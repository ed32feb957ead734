//! A small builder for assembling vertices and edges into a graph and, once
//! the whole shape is known, spawning the runtime task behind each one.
//!
//! A [`Stream`] stands for "the output of some vertex that hasn't picked a
//! destination yet". Each builder method wires its input stream's edge into
//! the graph immediately (both endpoints already exist by then) but defers
//! building its own outbound [`Edge`] until [`Scope::build`], since that
//! depends on whichever vertex is built *after* it and ends up consuming its
//! `Stream`. A `Stream` nobody ever consumes is valid too — it is simply the
//! terminal output of the dataflow.

use std::cell::Cell;
use std::rc::Rc;
use std::thread::JoinHandle;

use crossbeam_channel::{unbounded, Sender};

use crate::config::Config;
use crate::error::UserError;
use crate::graph::Graph;
use crate::message::Message;
use crate::runtime::{self, input::Feed, OpCore};
use crate::timestamp::Timestamp;
use crate::vertex::{Direction, Edge, VertexId, VertexIdFactory, VertexType};
use crate::worker::{CancelToken, Worker};

type DownstreamSlot = Rc<Cell<Option<VertexId>>>;
type Spawner = Box<dyn FnOnce(&mut Worker) -> JoinHandle<()>>;

/// The as-yet-undetermined destination of one vertex's output.
#[derive(Clone)]
pub struct Stream {
    id: VertexId,
    downstream: DownstreamSlot,
}

impl Stream {
    pub fn vertex_id(&self) -> VertexId {
        self.id
    }
}

/// Accumulates a dataflow's vertices and edges; [`Scope::build`] hands the
/// finished graph to a fresh [`Worker`] and spawns every vertex's task.
pub struct Scope {
    graph: Graph,
    ids: VertexIdFactory,
    spawners: Vec<Spawner>,
}

impl Scope {
    pub fn new() -> Self {
        Scope { graph: Graph::new(), ids: VertexIdFactory::new(), spawners: Vec::new() }
    }

    /// Wires `input`'s edge into the newly created vertex `id` and records
    /// `id` as `input`'s resolved downstream.
    fn consume(&mut self, input: &Stream, id: VertexId, dir: Direction) {
        self.graph
            .insert_edge(input.id, id, dir)
            .expect("both endpoints were just registered");
        input.downstream.set(Some(id));
    }

    /// Adds an `Input` vertex. Returns its output stream and the sender the
    /// caller uses to feed it epochs of data from outside the graph.
    pub fn new_input(&mut self) -> (Stream, Sender<Feed>) {
        let id = self.ids.next();
        self.graph.insert_vertex(id, VertexType::Input);
        let (feed_tx, feed_rx) = unbounded();

        let downstream: DownstreamSlot = Rc::new(Cell::new(None));
        let downstream_for_spawner = Rc::clone(&downstream);
        self.spawners.push(Box::new(move |worker: &mut Worker| {
            let wh = worker.register_vertex(id);
            let core = OpCore::new(id, VertexType::Input, wh, worker.shutdown_recv());
            let target = downstream_for_spawner.get().expect("input stream never consumed");
            runtime::input::spawn(core, Edge::new(id, target), feed_rx)
        }));

        (Stream { id, downstream }, feed_tx)
    }

    /// Adds an `Inspect` vertex. `observe` runs for its side effect only;
    /// the stream passes through unchanged.
    pub fn inspect<F>(&mut self, input: Stream, observe: F) -> Stream
    where
        F: FnMut(&Message, &Timestamp) -> Result<(), UserError> + Send + 'static,
    {
        let id = self.ids.next();
        self.graph.insert_vertex(id, VertexType::Inspect);
        self.consume(&input, id, Direction::Left);

        let downstream: DownstreamSlot = Rc::new(Cell::new(None));
        let downstream_for_spawner = Rc::clone(&downstream);
        self.spawners.push(Box::new(move |worker: &mut Worker| {
            let wh = worker.register_vertex(id);
            let core = OpCore::new(id, VertexType::Inspect, wh, worker.shutdown_recv());
            let edge = downstream_for_spawner.get().map(|target| Edge::new(id, target));
            runtime::inspect::spawn(core, edge, observe)
        }));

        Stream { id, downstream }
    }

    /// Adds a `Filter` vertex: `predicate` decides which messages continue.
    pub fn filter<F>(&mut self, input: Stream, predicate: F) -> Stream
    where
        F: FnMut(&Message) -> bool + Send + 'static,
    {
        let id = self.ids.next();
        self.graph.insert_vertex(id, VertexType::Filter);
        self.consume(&input, id, Direction::Left);

        let downstream: DownstreamSlot = Rc::new(Cell::new(None));
        let downstream_for_spawner = Rc::clone(&downstream);
        self.spawners.push(Box::new(move |worker: &mut Worker| {
            let wh = worker.register_vertex(id);
            let core = OpCore::new(id, VertexType::Filter, wh, worker.shutdown_recv());
            let target = downstream_for_spawner.get().expect("filter stream never consumed");
            runtime::filter::spawn(core, Edge::new(id, target), predicate)
        }));

        Stream { id, downstream }
    }

    /// Adds a `Unary` vertex: `transform` maps each message to zero-or-one
    /// output (an `Err` drops it and logs why).
    pub fn map<F>(&mut self, input: Stream, transform: F) -> Stream
    where
        F: FnMut(Message) -> Result<Message, UserError> + Send + 'static,
    {
        let id = self.ids.next();
        self.graph.insert_vertex(id, VertexType::Unary);
        self.consume(&input, id, Direction::Left);

        let downstream: DownstreamSlot = Rc::new(Cell::new(None));
        let downstream_for_spawner = Rc::clone(&downstream);
        self.spawners.push(Box::new(move |worker: &mut Worker| {
            let wh = worker.register_vertex(id);
            let core = OpCore::new(id, VertexType::Unary, wh, worker.shutdown_recv());
            let target = downstream_for_spawner.get().expect("unary stream never consumed");
            runtime::unary::spawn(core, Edge::new(id, target), transform)
        }));

        Stream { id, downstream }
    }

    /// Adds a `Binary` vertex joining `left` and `right`. `merge` sees which
    /// side each message arrived on.
    pub fn binary<F>(&mut self, left: Stream, right: Stream, merge: F) -> Stream
    where
        F: FnMut(Direction, Message) -> Option<Message> + Send + 'static,
    {
        let id = self.ids.next();
        self.graph.insert_vertex(id, VertexType::Binary);
        self.consume(&left, id, Direction::Left);
        self.consume(&right, id, Direction::Right);

        let downstream: DownstreamSlot = Rc::new(Cell::new(None));
        let downstream_for_spawner = Rc::clone(&downstream);
        self.spawners.push(Box::new(move |worker: &mut Worker| {
            let wh = worker.register_vertex(id);
            let core = OpCore::new(id, VertexType::Binary, wh, worker.shutdown_recv());
            let target = downstream_for_spawner.get().expect("binary stream never consumed");
            runtime::binary::spawn(core, Edge::new(id, target), merge)
        }));

        Stream { id, downstream }
    }

    /// Wires a loop scope: `input` enters through an `Ingress`, runs through
    /// a `Unary` body, and `should_loop` (evaluated by the scope's `Egress`)
    /// decides whether each result goes back around via `Feedback` or exits
    /// the loop. Returns the exit stream.
    pub fn loop_scope<B, P>(&mut self, input: Stream, body: B, should_loop: P) -> Stream
    where
        B: FnMut(Message) -> Result<Message, UserError> + Send + 'static,
        P: FnMut(&Message) -> bool + Send + 'static,
    {
        let ingress_id = self.ids.next();
        let body_id = self.ids.next();
        let feedback_id = self.ids.next();
        let egress_id = self.ids.next();

        self.graph.insert_vertex(ingress_id, VertexType::Ingress);
        self.graph.insert_vertex(body_id, VertexType::Unary);
        self.graph.insert_vertex(feedback_id, VertexType::Feedback);
        self.graph.insert_vertex(egress_id, VertexType::Egress);

        self.consume(&input, ingress_id, Direction::Left);
        self.graph.insert_edge(ingress_id, body_id, Direction::Left).unwrap();
        self.graph.insert_edge(feedback_id, body_id, Direction::Left).unwrap();
        self.graph.insert_edge(body_id, egress_id, Direction::Left).unwrap();
        self.graph.insert_edge(egress_id, feedback_id, Direction::Left).unwrap();

        self.spawners.push(Box::new(move |worker: &mut Worker| {
            let wh = worker.register_vertex(ingress_id);
            let core = OpCore::new(ingress_id, VertexType::Ingress, wh, worker.shutdown_recv());
            runtime::ingress::spawn(core, Edge::new(ingress_id, body_id))
        }));

        self.spawners.push(Box::new(move |worker: &mut Worker| {
            let wh = worker.register_vertex(body_id);
            let core = OpCore::new(body_id, VertexType::Unary, wh, worker.shutdown_recv());
            runtime::unary::spawn(core, Edge::new(body_id, egress_id), body)
        }));

        self.spawners.push(Box::new(move |worker: &mut Worker| {
            let wh = worker.register_vertex(feedback_id);
            let core = OpCore::new(feedback_id, VertexType::Feedback, wh, worker.shutdown_recv());
            runtime::feedback::spawn(core, Edge::new(feedback_id, body_id))
        }));

        let downstream: DownstreamSlot = Rc::new(Cell::new(None));
        let downstream_for_spawner = Rc::clone(&downstream);
        self.spawners.push(Box::new(move |worker: &mut Worker| {
            let wh = worker.register_vertex(egress_id);
            let core = OpCore::new(egress_id, VertexType::Egress, wh, worker.shutdown_recv());
            let exit_target = downstream_for_spawner.get().expect("loop exit stream never consumed");
            runtime::egress::spawn(
                core,
                Edge::new(egress_id, feedback_id),
                Edge::new(egress_id, exit_target),
                should_loop,
            )
        }));

        Stream { id: egress_id, downstream }
    }

    /// Finalizes the graph, builds a [`Worker`] over it, and spawns every
    /// vertex's runtime task. Returns the worker (drive it with
    /// [`Worker::run`]), the [`CancelToken`] that stops it, and the task
    /// handles (join them after cancelling).
    pub fn build(self, config: Config) -> (Worker, CancelToken, Vec<JoinHandle<()>>) {
        let (mut worker, cancel) = Worker::new(self.graph, config);
        let handles = self.spawners.into_iter().map(|spawn| spawn(&mut worker)).collect();
        (worker, cancel, handles)
    }
}

impl Default for Scope {
    fn default() -> Self {
        Scope::new()
    }
}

*About this exercise*
Search the records for the word "Option". Copy every line that has it.

*Task answer*
type DownstreamSlot = Rc<Cell<Option<VertexId>>>;
        F: FnMut(Direction, Message) -> Option<Message> + Send + 'static,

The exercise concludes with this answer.